Whenever I declared a double quote character for a char type in Java, the syntax colorizing gets messed.
For example after the following line:
char c = '"';
everything is colored as a String. I think the reason is that it can not find any closing double quote.
Here is the screenshot.
I’ve tried to forget java and it seems to be working. Are single quotes reserved for char data?
Anyway to fix this I had to add another pattern/variable to the grammar repository.
Change: Line 284
string-quoted-double: {
begin: /"/
end: /"/
name: 'string.quoted.double.java'
swallow: '\\.'
}
To:
string-quoted-double: {
begin: /"/
end: /"/
name: 'string.quoted.double.java'
patterns: [ { match: /\\./ } ]
}
string-quoted-single: {
begin: /'/
end: /'/
name: 'string.quoted.single.java'
patterns: [ { match: /\\./ } ]
}
also add this:
{
include: '#string-quoted-single'
}
after line 223.
If single quotes are reserved for char data it would be better to give the repository variable a more descriptive name.
So THAT’s what I didn’t do right….. I thought I could have two includes in a single {} section…such as:
{
include: '#string-quoted-double'
include: '#string-quoted-single'
}
...but, obviously, that doesn’t work. :P
However, unless I’m wrong (which I might be), isn’t the single quote for (single) chars only ? If so, not only is this incorrect in Java, but C/C++ doesn’t handle it properly either. Since you’ve been working with the REGEX a bit more…maybe you’d know how to modify that to work? I’m thinking something more like the following:
string-quoted-single: {
match: /'.'/
name: 'string.quoted.single.java'
}
So, if I’m correct on the single quote thing, then this is the correct solution.
...I took a look at how C/C++ handles this. It completely confuses me. When I was programming in C++, only single characters were allowed…oh, wait, it’s allowing for hex characters and such — therefore, mine actually WON’T work as expected…but there’s still a bug in the REGEX since I can simply output an entire sentence within single quotes (under C/C++). I’ll keep playing with it, but a C/C++ expert might be helpful to let us know what is, and is not allowed.

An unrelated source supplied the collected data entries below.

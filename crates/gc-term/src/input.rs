// SPDX-License-Identifier: MIT
//
// Terminal input parser.
//
// Turns raw stdin bytes into key events. The clock only listens to the
// keyboard, so the parser knows:
//
// - printable ASCII and UTF-8 characters
// - control characters (Ctrl+letter, Enter, Tab, Backspace)
// - legacy CSI / SS3 arrows and editing keys, with xterm modifiers
// - Alt+key (ESC followed by a printable character)
//
// Any other CSI sequence is consumed and dropped so it never leaks into
// the prompt as literal characters.
//
// Escape sequences can span `read()` calls, so incomplete bytes stay in an
// internal buffer. A lone ESC is ambiguous until the caller gives up
// waiting and calls [`Parser::flush`].

use bitflags::bitflags;

// ─── Event Types ────────────────────────────────────────────────────────────

/// A parsed terminal input event.
#[derive(Debug, Clone, Copy, PartialEq, Eq)]
pub enum Event {
    Key(KeyEvent),
}

/// A key with its modifiers.
#[derive(Debug, Clone, Copy, PartialEq, Eq)]
pub struct KeyEvent {
    pub code: KeyCode,
    pub modifiers: Modifiers,
}

impl KeyEvent {
    #[inline]
    #[must_use]
    pub const fn new(code: KeyCode, modifiers: Modifiers) -> Self {
        Self { code, modifiers }
    }

    /// Whether this is Ctrl+`ch`.
    #[inline]
    #[must_use]
    pub fn is_ctrl(&self, ch: char) -> bool {
        self.code == KeyCode::Char(ch) && self.modifiers.contains(Modifiers::CTRL)
    }
}

#[derive(Debug, Clone, Copy, PartialEq, Eq)]
pub enum KeyCode {
    Char(char),
    Enter,
    Tab,
    Backspace,
    Escape,
    Delete,
    Up,
    Down,
    Left,
    Right,
    Home,
    End,
}

bitflags! {
    /// Keyboard modifiers, in xterm's `param = 1 + bitmask` encoding.
    #[derive(Debug, Clone, Copy, PartialEq, Eq, Default, Hash)]
    pub struct Modifiers: u8 {
        const SHIFT = 0b0000_0001;
        const ALT   = 0b0000_0010;
        const CTRL  = 0b0000_0100;
    }
}

// ─── Parser ─────────────────────────────────────────────────────────────────

/// Incremental input parser.
pub struct Parser {
    buf: Vec<u8>,
}

impl Parser {
    #[must_use]
    pub fn new() -> Self {
        Self {
            buf: Vec::with_capacity(64),
        }
    }

    /// Feed raw bytes and return every event that can be parsed so far.
    pub fn advance(&mut self, data: &[u8]) -> Vec<Event> {
        self.buf.extend_from_slice(data);
        let mut events = Vec::new();
        let mut pos = 0;

        while pos < self.buf.len() {
            match try_parse(&self.buf[pos..]) {
                Parsed::Event(event, consumed) => {
                    events.push(event);
                    pos += consumed;
                }
                Parsed::Incomplete => break,
                Parsed::Skip(n) => pos += n,
            }
        }

        if pos > 0 {
            self.buf.drain(..pos);
        }
        events
    }

    /// Whether bytes are waiting for the rest of a sequence.
    #[must_use]
    pub fn has_pending(&self) -> bool {
        !self.buf.is_empty()
    }

    /// Emit pending bytes as literal keys. A lone ESC becomes Escape.
    pub fn flush(&mut self) -> Vec<Event> {
        let events = self
            .buf
            .iter()
            .filter_map(|&byte| match byte {
                0x1B => Some(press(KeyCode::Escape)),
                0x7F => Some(press(KeyCode::Backspace)),
                b @ 0x01..=0x1A => Some(ctrl(b)),
                b @ 0x20..=0x7E => Some(press(KeyCode::Char(b as char))),
                _ => None,
            })
            .collect();
        self.buf.clear();
        events
    }
}

impl Default for Parser {
    fn default() -> Self {
        Self::new()
    }
}

// ─── Stateless Parsing ──────────────────────────────────────────────────────

enum Parsed {
    Event(Event, usize),
    Incomplete,
    Skip(usize),
}

fn try_parse(buf: &[u8]) -> Parsed {
    match buf[0] {
        0x1B => parse_escape(buf),
        0x08 | 0x7F => Parsed::Event(press(KeyCode::Backspace), 1),
        0x09 => Parsed::Event(press(KeyCode::Tab), 1),
        0x0A | 0x0D => Parsed::Event(press(KeyCode::Enter), 1),
        b @ 0x01..=0x1A => Parsed::Event(ctrl(b), 1),
        b @ 0x20..=0x7E => Parsed::Event(press(KeyCode::Char(b as char)), 1),
        0xC0..=0xFF => parse_utf8(buf),
        _ => Parsed::Skip(1),
    }
}

fn parse_escape(buf: &[u8]) -> Parsed {
    if buf.len() < 2 {
        return Parsed::Incomplete;
    }

    match buf[1] {
        b'[' => parse_csi(buf),
        b'O' => parse_ss3(buf),
        b @ 0x20..=0x7E => Parsed::Event(
            Event::Key(KeyEvent::new(KeyCode::Char(b as char), Modifiers::ALT)),
            2,
        ),
        _ => Parsed::Event(press(KeyCode::Escape), 1),
    }
}

fn parse_csi(buf: &[u8]) -> Parsed {
    // Parameter bytes 0x20..=0x3F, final byte 0x40..=0x7E.
    let mut end = 2;
    while end < buf.len() {
        let b = buf[end];
        if (0x40..=0x7E).contains(&b) {
            break;
        }
        if !(0x20..=0x3F).contains(&b) {
            return Parsed::Skip(end + 1);
        }
        end += 1;
    }
    if end >= buf.len() {
        return Parsed::Incomplete;
    }

    let consumed = end + 1;
    let params = parse_params(&buf[2..end]);
    let modifiers = params.get(1).map_or(Modifiers::empty(), |&p| decode_modifiers(p));

    let code = match buf[end] {
        b'~' => match params.first().copied().unwrap_or(0) {
            1 | 7 => KeyCode::Home,
            3 => KeyCode::Delete,
            4 | 8 => KeyCode::End,
            _ => return Parsed::Skip(consumed),
        },
        b'A' => KeyCode::Up,
        b'B' => KeyCode::Down,
        b'C' => KeyCode::Right,
        b'D' => KeyCode::Left,
        b'H' => KeyCode::Home,
        b'F' => KeyCode::End,
        _ => return Parsed::Skip(consumed),
    };

    Parsed::Event(Event::Key(KeyEvent::new(code, modifiers)), consumed)
}

fn parse_ss3(buf: &[u8]) -> Parsed {
    if buf.len() < 3 {
        return Parsed::Incomplete;
    }

    let code = match buf[2] {
        b'A' => KeyCode::Up,
        b'B' => KeyCode::Down,
        b'C' => KeyCode::Right,
        b'D' => KeyCode::Left,
        b'H' => KeyCode::Home,
        b'F' => KeyCode::End,
        _ => return Parsed::Skip(3),
    };
    Parsed::Event(press(code), 3)
}

fn parse_utf8(buf: &[u8]) -> Parsed {
    let expected = match buf[0] {
        0xC0..=0xDF => 2,
        0xE0..=0xEF => 3,
        0xF0..=0xF7 => 4,
        _ => return Parsed::Skip(1),
    };
    if buf.len() < expected {
        return Parsed::Incomplete;
    }

    std::str::from_utf8(&buf[..expected])
        .ok()
        .and_then(|s| s.chars().next())
        .map_or(Parsed::Skip(1), |ch| {
            Parsed::Event(press(KeyCode::Char(ch)), expected)
        })
}

// ─── Helpers ────────────────────────────────────────────────────────────────

const fn press(code: KeyCode) -> Event {
    Event::Key(KeyEvent::new(code, Modifiers::empty()))
}

/// Ctrl+letter from its control byte (0x01 = Ctrl+A).
const fn ctrl(byte: u8) -> Event {
    Event::Key(KeyEvent::new(
        KeyCode::Char((byte + b'a' - 1) as char),
        Modifiers::CTRL,
    ))
}

fn decode_modifiers(param: u16) -> Modifiers {
    let mask = u8::try_from(param.saturating_sub(1)).unwrap_or(0);
    Modifiers::from_bits_truncate(mask)
}

fn parse_params(raw: &[u8]) -> Vec<u16> {
    if raw.is_empty() {
        return Vec::new();
    }
    raw.split(|&b| b == b';')
        .map(|field| {
            field
                .iter()
                .take_while(|b| b.is_ascii_digit())
                .fold(0u16, |acc, &b| {
                    acc.saturating_mul(10).saturating_add(u16::from(b - b'0'))
                })
        })
        .collect()
}

// ─── Tests ───────────────────────────────────────────────────────────────────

...ok, the REGEX is too confusing. I’m lost.
Regex in question:
string_escaped_char – line 383, C.itGrammar
It matches octal, hex, and escaped chars like \n inside single quotes.
regex: /\\ ( \\|[abefnprtv’”?]|[0-3]\d{,2}|[4-7]\d?|x[a-fA-F0-9]{,2})/
matches: \ | \|escaped chars|octal|octal|hex
examples: \ | \|\n|\000 (max two digits after 0-3)|\40 (zero or one digit after)|\x93 (max two hex chars after x)
If is supposed to be this way in java. Then you would need to adapt the fix above to something like the C grammar.
I have updated the java.itGrammar file with the fix.
This has it the C way.
tstrokes, I was pretty sure it matched special reserved characters, such as newline, carriage return, tab, beep, etc… The problem is that it doesn’t actually work as it’s intended to under Intype’s REGEX engine. It matched a junk character string such as ‘sggfdsfdsafd’ ... I tested this under the C++ grammar just to be sure.
What scope does it show for the junk character string?
If you have an escaped char in the string does it have the correct scope?
tstrokes: Oh come on, can’t you try it too? :P
Change to C++ mode. Type the following code:
char someChar = 'fdsafdsfsd';
The scope within the junk character string is, as expected: string.quoted.single.c | source.c++ where the pipe denotes a newline (I think that differentiates parents/children)
What it should do is to leave that scope after the first identified/matched single character reference.
Yeah, I did try in all three grammars java(my version), C, and C++.
What I should have asked was what it should do which you kindly explained.
Thanks.
tstrokes: Yeah, I did try in all three grammars java(my version), C, and C++.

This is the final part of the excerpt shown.